Peter-Lawrence . Montgomery on Wed, 4 Apr 2001 23:02:28 +0200 (MET DST)


[Date Prev] [Date Next] [Thread Prev] [Thread Next] [Date Index] [Thread Index]

Re: parallelization


> From: "Mills, D. Dr.              MATH" <ad3943@exmail.usma.army.mil>

> I'm using PARI on a supercomputer, and am curious to know any programming
> "tricks" or "tips" to aid me in efficiently parallelizing my programs. If it
> helps, I am performing a search algorithm on sets of polynomials over finite
> fields in order to see which ones satisfy certain properties, and the search
> is being performed on sets of coefficients (a1,a2,a3,...,ak) via a for loop.
> I am also running programs which factor sets of numbers, none of which are
> too large (no larger than 10^12 at the moment), but since I'm looking at
> sets of such numbers the runtime is of course slow, and I'm hoping to speed
> things up.

      As long as your numbers are around 10^12, the trial division
algorithm needs a table of primes up to about 10^6.
There are fewer than 80000 primes below 10^6.  You can afford
a table with these primes and any convenient information about them.

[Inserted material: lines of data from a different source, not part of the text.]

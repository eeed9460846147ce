//! Multipart Uploadr - presigned S3 upload broker
//!
//! Hands browser clients presigned URLs and manages multipart uploads so
//! file bytes never pass through the service.

use clap::Parser;
use multipart_uploadr::{config::Config, server::Server, VERSION};
use std::path::PathBuf;
use tracing::{info, warn};
use tracing_subscriber::{EnvFilter, FmtSubscriber};

/// Multipart Uploadr - presigned S3 upload broker
#[derive(Parser, Debug)]
#[command(name = "multipart-uploadr")]
#[command(author, version, about, long_about = None)]
struct Args {
    /// Path to configuration file. When missing, configuration is read from
    /// AWS_REGION, AWS_KEY, AWS_SECRET and AWS_BUCKET.
    #[arg(short, long, default_value = "config.yaml")]
    config: PathBuf,

    /// Log level (trace, debug, info, warn, error). RUST_LOG takes precedence.
    #[arg(short, long, default_value = "info")]
    log_level: String,
}

#[tokio::main]
async fn main() -> anyhow::Result<()> {
    let args = Args::parse();

    let filter = EnvFilter::try_from_default_env()
        .or_else(|_| EnvFilter::try_new(args.log_level.to_lowercase()))
        .unwrap_or_else(|_| EnvFilter::new("info"));

    let subscriber = FmtSubscriber::builder()
        .with_env_filter(filter)
        .with_target(true)
        .with_thread_ids(true)
        .json()
        .finish();

    tracing::subscriber::set_global_default(subscriber)?;

    info!("Starting Multipart Uploadr v{}", VERSION);

    let config = if args.config.exists() {
        let config = Config::load(&args.config)?;
        info!("Loaded configuration from {:?}", args.config);
        config
    } else {
        warn!(
            "Config file {:?} not found, reading configuration from environment",
            args.config
        );
        Config::from_env()?
    };

    let server = Server::new(config).await?;
    server.run().await?;

    Ok(())
}
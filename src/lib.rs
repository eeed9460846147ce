//! Multipart Uploadr Library
//!
//! Upload broker for browser clients: issues presigned S3 URLs so file bytes
//! go straight to the bucket, and drives the multipart upload lifecycle
//! (initiate, sign parts, list, complete, abort) on the client's behalf.
//!
//! # Features
//!
//! - **Direct Upload**: No file bytes pass through the service
//! - **Multipart**: Resumable uploads of up to 10,000 parts
//! - **Stateless**: S3 is the only authority on upload sessions
//! - **S3 Compatible**: Works with AWS S3 and path-style endpoints
//!
//! # Example
//!
//! ```no_run
//! use multipart_uploadr::{config::Config, server::Server};
//!
//! #[tokio::main]
//! async fn main() -> anyhow::Result<()> {
//!     let config = Config::load("config.yaml")?;
//!     let server = Server::new(config).await?;
//!     server.run().await?;
//!     Ok(())
//! }
//! ```

pub mod config;
pub mod metrics;
pub mod router;
pub mod s3;
pub mod server;
pub mod upload;

// Re-export commonly used types
pub use config::Config;
pub use server::Server;
pub use upload::UploadOrchestrator;

/// Library version
pub const VERSION: &str = env!("CARGO_PKG_VERSION");
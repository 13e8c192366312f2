use std::env;
use std::str::FromStr;
use std::time::Duration;

use anyhow::{Context, Result, anyhow};
use dotenvy::dotenv;

#[derive(Clone, Debug)]
pub struct Config {
    pub server_addr: String,
    pub database_url: String,
    pub api_prefix: String,
    pub app_env: String,
    pub cors_origin: String,

    // Pool
    pub db_max_connections: u32,
    pub db_acquire_timeout: Duration,

    /// Requests per minute per client IP; 0 turns the limiter off.
    pub rate_limit_per_min: u32,

    pub log_dir: String,
}

impl Config {
    pub fn from_env() -> Result<Self> {
        dotenv().ok();
        Self::from_lookup(|key| env::var(key).ok())
    }

    pub fn from_lookup(lookup: impl Fn(&str) -> Option<String>) -> Result<Self> {
        let or = |key: &str, default: &str| lookup(key).unwrap_or_else(|| default.to_string());

        let database_url = match lookup("DATABASE_URL") {
            Some(url) => url,
            None => mysql_url_from_parts(&lookup)?,
        };

        Ok(Self {
            server_addr: or("SERVER_ADDR", "0.0.0.0:5000"),
            database_url,
            api_prefix: or("API_PREFIX", "/api"),
            app_env: or("APP_ENV", "development"),
            cors_origin: or("CORS_ORIGIN", "http://localhost:3000"),
            db_max_connections: parse(&lookup, "DB_MAX_CONNECTIONS", 10)?,
            db_acquire_timeout: Duration::from_secs(parse(&lookup, "DB_ACQUIRE_TIMEOUT_SECS", 30)?),
            rate_limit_per_min: parse(&lookup, "RATE_LIMIT_PER_MIN", 100)?,
            log_dir: or("LOG_DIR", "logs"),
        })
    }

    pub fn is_production(&self) -> bool {
        self.app_env.eq_ignore_ascii_case("production")
    }

    #[cfg(test)]
    pub fn for_tests() -> Self {
        Self::from_lookup(|key| match key {
            "DATABASE_URL" => Some("mysql://test@localhost/attendance".to_string()),
            "RATE_LIMIT_PER_MIN" => Some("0".to_string()),
            _ => None,
        })
        .unwrap()
    }
}

fn parse<T>(lookup: &impl Fn(&str) -> Option<String>, key: &str, default: T) -> Result<T>
where
    T: FromStr,
    T::Err: std::error::Error + Send + Sync + 'static,
{
    match lookup(key) {
        Some(raw) => raw
            .trim()
            .parse()
            .with_context(|| format!("{key} must be a number, got {raw:?}")),
        None => Ok(default),
    }
}

/// Hosted MySQL providers (Railway and friends) hand out separate variables
/// instead of a URL.
fn mysql_url_from_parts(lookup: &impl Fn(&str) -> Option<String>) -> Result<String> {
    let host = lookup("MYSQLHOST")
        .ok_or_else(|| anyhow!("DATABASE_URL or MYSQLHOST must be set"))?;
    let port = lookup("MYSQLPORT").unwrap_or_else(|| "3306".to_string());
    let user = lookup("MYSQLUSER").context("MYSQLUSER must be set when DATABASE_URL is not")?;
    let password = lookup("MYSQLPASSWORD").unwrap_or_default();
    let database =
        lookup("MYSQLDATABASE").context("MYSQLDATABASE must be set when DATABASE_URL is not")?;

    let credentials = if password.is_empty() {
        user
    } else {
        format!("{user}:{password}")
    };
    Ok(format!("mysql://{credentials}@{host}:{port}/{database}"))
}
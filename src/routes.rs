use crate::{
    api::{attendance, health},
    config::Config,
    error::AppError,
};
use actix_governor::{
    Governor, GovernorConfigBuilder, PeerIpKeyExtractor, governor::middleware::NoOpMiddleware,
};
use actix_web::{middleware::Condition, web};
use anyhow::Context;
use std::sync::Arc;

type IpGovernor = Governor<PeerIpKeyExtractor, NoOpMiddleware>;

/// Per-IP request limiter for the API scope.
///
/// Built once in `main` and cloned into every worker so all workers share the
/// same buckets.
#[derive(Clone)]
pub struct RateLimit {
    governor: Arc<IpGovernor>,
    enabled: bool,
}

impl RateLimit {
    pub fn from_config(config: &Config) -> anyhow::Result<Self> {
        let requests_per_min = config.rate_limit_per_min;
        let per_ms = 60_000 / u64::from(requests_per_min.max(1));

        let governor_config = GovernorConfigBuilder::default()
            .milliseconds_per_request(per_ms.max(1))
            .burst_size(requests_per_min.max(1))
            .key_extractor(PeerIpKeyExtractor)
            .finish()
            .context("Invalid rate limit configuration")?;

        Ok(Self {
            governor: Arc::new(Governor::new(&governor_config)),
            enabled: requests_per_min > 0,
        })
    }

    fn middleware(&self) -> Condition<Arc<IpGovernor>> {
        Condition::new(self.enabled, self.governor.clone())
    }
}

pub fn configure(cfg: &mut web::ServiceConfig, config: &Config, limiter: &RateLimit) {
    let json_config = web::JsonConfig::default().error_handler(|err, _req| {
        AppError::BadRequest {
            message: "Invalid JSON body",
            details: err.to_string(),
        }
        .into()
    });
    // Non-numeric ids can never match a record.
    let path_config = web::PathConfig::default()
        .error_handler(|_err, _req| AppError::NotFound("Attendance record not found").into());

    let available = health::available_routes(&config.api_prefix);

    cfg.app_data(json_config)
        .app_data(path_config)
        .route("/health", web::get().to(health::health))
        .service(
            web::scope(&config.api_prefix)
                .wrap(limiter.middleware())
                .route("/test", web::get().to(health::api_test))
                .service(
                    web::scope("/attendance")
                        // /attendance
                        .service(
                            web::resource("")
                                .route(web::get().to(attendance::list_attendance))
                                .route(web::post().to(attendance::create_attendance)),
                        )
                        // literal segments before /{id}
                        .service(
                            web::resource("/search")
                                .route(web::get().to(attendance::search_attendance)),
                        )
                        .service(
                            web::resource("/filter")
                                .route(web::get().to(attendance::filter_attendance)),
                        )
                        // /attendance/{id}
                        .service(
                            web::resource("/{id}")
                                .route(web::delete().to(attendance::delete_attendance)),
                        ),
                ),
        )
        .default_service(web::to(move || {
            let available = available.clone();
            async move { health::route_not_found(&available) }
        }));
}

      If you have 64-bit integer multiply, then 
the data structure might have

          p        (32-bit integer)
          inv64    (2-adic inverse, 1/p mod 2^64)
          qbound   (FLOOR((2^64 - 1)/p)

(one four-byte field, two 8-byte fields, per odd prime)

          uint64 q = n*inv64;  /* mod 2^64 -- exact quotient if p divides n */
          if (q <= qbound) then
               p divides n
          else
               p does not divide n
          end if

(multiply, compare, branch, plus memory references and loop overhead).
The proof notes that the computed q satisfies p*q == n (mod 2^64).
The equality p*q = n will hold precisely when p*q <= 2^64 - 1.
This is equivalent to q <= (2^64 - 1)/p.

    Since the main loop needs only inv64 and qbound, not p,
you might store the two 8-byte entities in one array and
p in another, to improve cache utilization.

    As long as n remains around 10^12, you might test (q < n) instead
of (q <= qbound).  This will reduce memory references.
The test (q < n) will pass only 10^12 times in 2^64, about one in 10^7.
You can afford the overhead to check for false hits.

     If you lack 64-bit integer multiplication, you might 
approximate the quotient by floating point arithmetic
(storing the reciprocals of the primes), and
round this to an integer (avoiding integer overflow
on 32-bit machines when the quotient > 2^31), and
check whether your approximate quotient is close to that
integer.  This is several more instructions.

     SQUFOF is good for factoring integers below 10^18,
after doing trial division up to the cube root
(so only two factors remain).
It needs arithmetic only on integers up to 2*sqrt(n)
(whereas Pollard Rho has intermediate results near n^2).
In the rare case where SQUFOF fails, resort to trial division.

      Good luck!